Make a word-for-word copy of the entries below from their first line through the line with "const DATE_KEY: &str", and add nothing.
** Supplied material follows **
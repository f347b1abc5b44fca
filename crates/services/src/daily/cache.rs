use std::sync::Arc;
use std::time::Duration;

use storage::repository::{KeyValueStore, StorageError};
use svenska_core::CalendarDay;
use svenska_core::model::UserId;

use super::plan::DailyProgram;
use super::progress::DailyCompletionSet;
use crate::config::DailyConfig;

const PROGRAM_KEY: &str = "dailyProgram";
const DATE_KEY: &str = "dailyProgramDate";
const COMPLETED_KEY: &str = "dailyCompleted";

/// Why a cached program could not be reused.
#[derive(Debug, Clone, Copy, PartialEq, Eq)]
pub enum StaleReason {
    /// Program or date marker absent, or the store could not be read.
    Missing,
    /// The marker names another day.
    DateMismatch,
    /// The marker could not be parsed.
    MalformedDate,
    /// The program JSON could not be parsed.
    MalformedProgram,
}

/// What the local store holds for today.
#[derive(Debug, Clone, PartialEq, Eq)]
pub enum CachedDay {
    Fresh {
        program: DailyProgram,
        completion: DailyCompletionSet,
    },
    Stale(StaleReason),
}

/// Today's program, date marker and completion set in the local store.
///
/// Every key is scoped to one learner: `{prefix}{user_id}:dailyProgram`.
/// Writes are best effort: a failure or timeout is logged and swallowed.
#[derive(Clone)]
pub struct DailyCache {
    store: Arc<dyn KeyValueStore>,
    prefix: String,
    write_timeout: Duration,
}

impl DailyCache {
    #[must_use]
    pub fn new(store: Arc<dyn KeyValueStore>, config: &DailyConfig) -> Self {
        Self {
            store,
            prefix: config.key_prefix.clone(),
            write_timeout: config.write_timeout,
        }
    }

    #[must_use]
    pub fn program_key(&self, user_id: UserId) -> String {
        self.key(user_id, PROGRAM_KEY)
    }

    #[must_use]
    pub fn date_key(&self, user_id: UserId) -> String {
        self.key(user_id, DATE_KEY)
    }

    #[must_use]
    pub fn completed_key(&self, user_id: UserId) -> String {
        self.key(user_id, COMPLETED_KEY)
    }

    fn key(&self, user_id: UserId, name: &str) -> String {
        format!("{}{user_id}:{name}", self.prefix)
    }

    /// Load the learner's cached program if it belongs to `today`.
    pub async fn load(&self, user_id: UserId, today: CalendarDay) -> CachedDay {
        let marker = self.read(&self.date_key(user_id)).await;
        let raw_program = self.read(&self.program_key(user_id)).await;
        let (Some(marker), Some(raw_program)) = (marker, raw_program) else {
            return CachedDay::Stale(StaleReason::Missing);
        };

        let day = match CalendarDay::parse_marker(&marker) {
            Ok(day) => day,
            Err(err) => {
                tracing::warn!(user_id = %user_id, error = %err, "cached date marker is malformed");
                return CachedDay::Stale(StaleReason::MalformedDate);
            }
        };
        if day != today {
            tracing::debug!(cached = %day, today = %today, "cached program is from another day");
            return CachedDay::Stale(StaleReason::DateMismatch);
        }

        let program: DailyProgram = match serde_json::from_str(&raw_program) {
            Ok(program) => program,
            Err(err) => {
                tracing::warn!(user_id = %user_id, error = %err, "cached daily program is malformed");
                return CachedDay::Stale(StaleReason::MalformedProgram);
            }
        };

        let completion = self.load_completion(user_id).await;
        CachedDay::Fresh {
            program,
            completion,
        }
    }

    async fn load_completion(&self, user_id: UserId) -> DailyCompletionSet {
        let Some(raw) = self.read(&self.completed_key(user_id)).await else {
            return DailyCompletionSet::new();
        };
        serde_json::from_str(&raw).unwrap_or_else(|err| {
            tracing::warn!(error = %err, "cached completion set is malformed; starting empty");
            DailyCompletionSet::new()
        })
    }

    /// Persist a freshly generated program for `day` with an empty completion set.
    pub async fn store_program(&self, user_id: UserId, day: CalendarDay, program: &DailyProgram) {
        match serde_json::to_string(program) {
            Ok(json) => self.write(&self.program_key(user_id), &json).await,
            Err(err) => tracing::warn!(error = %err, "failed to encode daily program"),
        }
        self.write(&self.date_key(user_id), &day.marker()).await;
        self.store_completion(user_id, &DailyCompletionSet::new()).await;
    }

    pub async fn store_completion(&self, user_id: UserId, completion: &DailyCompletionSet) {
        match serde_json::to_string(completion) {
            Ok(json) => self.write(&self.completed_key(user_id), &json).await,
            Err(err) => tracing::warn!(error = %err, "failed to encode completion set"),
        }
    }

    /// Forget the learner's cached program so the next load regenerates it.
    pub async fn clear(&self, user_id: UserId) {
        for key in [
            self.program_key(user_id),
            self.date_key(user_id),
            self.completed_key(user_id),
        ] {
            let result = tokio::time::timeout(self.write_timeout, self.store.remove(&key)).await;
            log_write_failure(&key, result);
        }
    }

    async fn read(&self, key: &str) -> Option<String> {
        match self.store.get(key).await {
            Ok(value) => value,
            Err(err) => {
                tracing::warn!(key, error = %err, "local store read failed");
                None
            }
        }
    }

    async fn write(&self, key: &str, value: &str) {
        let result = tokio::time::timeout(self.write_timeout, self.store.set(key, value)).await;
        log_write_failure(key, result);
    }
}

fn log_write_failure(
    key: &str,
    result: Result<Result<(), StorageError>, tokio::time::error::Elapsed>,
) {
    match result {
        Ok(Ok(())) => {}
        Ok(Err(err)) => tracing::warn!(key, error = %err, "local store write failed"),
        Err(_) => tracing::warn!(key, "local store write timed out"),
    }
}

#[cfg(test)]
mod tests {
    use super::*;
    use crate::daily::test_support::program_of;
    use storage::repository::InMemoryRepository;

    fn day(d: u32) -> CalendarDay {
        CalendarDay::from_ymd(2024, 1, d).unwrap()
    }

    fn cache(store: &InMemoryRepository) -> DailyCache {
        DailyCache::new(Arc::new(store.clone()), &DailyConfig::default())
    }

    #[tokio::test]
    async fn empty_store_is_missing() {
        let store = InMemoryRepository::new();
        assert_eq!(
            cache(&store).load(UserId::generate(), day(1)).await,
            CachedDay::Stale(StaleReason::Missing)
        );
    }

    #[test]
    fn keys_carry_prefix_and_user() {
        let store = InMemoryRepository::new();
        let user = UserId::generate();
        let cache = cache(&store);
        assert_eq!(cache.program_key(user), format!("svenska:{user}:dailyProgram"));
        assert_eq!(cache.date_key(user), format!("svenska:{user}:dailyProgramDate"));
        assert_eq!(cache.completed_key(user), format!("svenska:{user}:dailyCompleted"));
    }

    #[tokio::test]
    async fn stored_program_is_fresh_for_same_day() {
        let store = InMemoryRepository::new();
        let user = UserId::generate();
        let cache = cache(&store);
        let program = program_of(8, 2);
        cache.store_program(user, day(1), &program).await;

        match cache.load(user, day(1)).await {
            CachedDay::Fresh {
                program: cached,
                completion,
            } => {
                assert_eq!(cached, program);
                assert!(completion.is_empty());
            }
            other => panic!("expected fresh cache, got {other:?}"),
        }
        assert_eq!(
            store.get(&cache.date_key(user)).await.unwrap().as_deref(),
            Some("2024-01-01")
        );
    }

    #[tokio::test]
    async fn learners_do_not_share_a_day() {
        let store = InMemoryRepository::new();
        let cache = cache(&store);
        let (alice, bob) = (UserId::generate(), UserId::generate());
        let program = program_of(3, 0);
        cache.store_program(alice, day(1), &program).await;
        let mut completion = DailyCompletionSet::new();
        completion.mark(&program, program.key_at(0).unwrap()).unwrap();
        cache.store_completion(alice, &completion).await;

        assert_eq!(
            cache.load(bob, day(1)).await,
            CachedDay::Stale(StaleReason::Missing)
        );

        cache.store_program(bob, day(1), &program_of(2, 0)).await;
        cache.clear(bob).await;
        match cache.load(alice, day(1)).await {
            CachedDay::Fresh { completion: loaded, .. } => assert_eq!(loaded, completion),
            other => panic!("expected fresh cache, got {other:?}"),
        }
    }

    #[tokio::test]
    async fn other_day_is_stale() {
        let store = InMemoryRepository::new();
        let user = UserId::generate();
        let cache = cache(&store);
        cache.store_program(user, day(1), &program_of(2, 0)).await;
        assert_eq!(
            cache.load(user, day(2)).await,
            CachedDay::Stale(StaleReason::DateMismatch)
        );
    }

    #[tokio::test]
    async fn legacy_marker_is_understood() {
        let store = InMemoryRepository::new();
        let user = UserId::generate();
        let cache = cache(&store);
        cache.store_program(user, day(1), &program_of(2, 0)).await;
        store
            .set(&cache.date_key(user), "Mon Jan 01 2024")
            .await
            .unwrap();

        assert!(matches!(cache.load(user, day(1)).await, CachedDay::Fresh { .. }));
        assert_eq!(
            cache.load(user, day(2)).await,
            CachedDay::Stale(StaleReason::DateMismatch)
        );
    }

    #[tokio::test]
    async fn garbage_program_is_malformed() {
        let store = InMemoryRepository::new();
        let user = UserId::generate();
        let cache = cache(&store);
        cache.store_program(user, day(1), &program_of(2, 0)).await;
        store.set(&cache.program_key(user), "{not json").await.unwrap();
        assert_eq!(
            cache.load(user, day(1)).await,
            CachedDay::Stale(StaleReason::MalformedProgram)
        );

        store
            .set(&cache.date_key(user), "yesterday-ish")
            .await
            .unwrap();
        assert_eq!(
            cache.load(user, day(1)).await,
            CachedDay::Stale(StaleReason::MalformedDate)
        );
    }

    #[tokio::test]
    async fn garbage_completion_set_loads_empty() {
        let store = InMemoryRepository::new();
        let user = UserId::generate();
        let cache = cache(&store);
        cache.store_program(user, day(1), &program_of(2, 0)).await;
        store.set(&cache.completed_key(user), "nope").await.unwrap();

        match cache.load(user, day(1)).await {
            CachedDay::Fresh { completion, .. } => assert!(completion.is_empty()),
            other => panic!("expected fresh cache, got {other:?}"),
        }
    }

    #[tokio::test]
    async fn completion_set_round_trips() {
        let store = InMemoryRepository::new();
        let user = UserId::generate();
        let cache = cache(&store);
        let program = program_of(3, 0);
        cache.store_program(user, day(1), &program).await;

        let mut completion = DailyCompletionSet::new();
        completion.mark(&program, program.key_at(1).unwrap()).unwrap();
        cache.store_completion(user, &completion).await;

        match cache.load(user, day(1)).await {
            CachedDay::Fresh { completion: loaded, .. } => assert_eq!(loaded, completion),
            other => panic!("expected fresh cache, got {other:?}"),
        }
    }

    #[tokio::test]
    async fn clear_forgets_everything() {
        let store = InMemoryRepository::new();
        let user = UserId::generate();
        let cache = cache(&store);
        cache.store_program(user, day(1), &program_of(2, 0)).await;
        cache.clear(user).await;
        assert_eq!(
            cache.load(user, day(1)).await,
            CachedDay::Stale(StaleReason::Missing)
        );
    }
}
** End of Supplied material **
**Task solution:**
repository f347b1abc5b44fca
filename crates/services/src/daily/cache.rs
use std::sync::Arc;
use std::time::Duration;

use storage::repository::{KeyValueStore, StorageError};
use svenska_core::CalendarDay;
use svenska_core::model::UserId;

use super::plan::DailyProgram;
use super::progress::DailyCompletionSet;
use crate::config::DailyConfig;

const PROGRAM_KEY: &str = "dailyProgram";
const DATE_KEY: &str = "dailyProgramDate";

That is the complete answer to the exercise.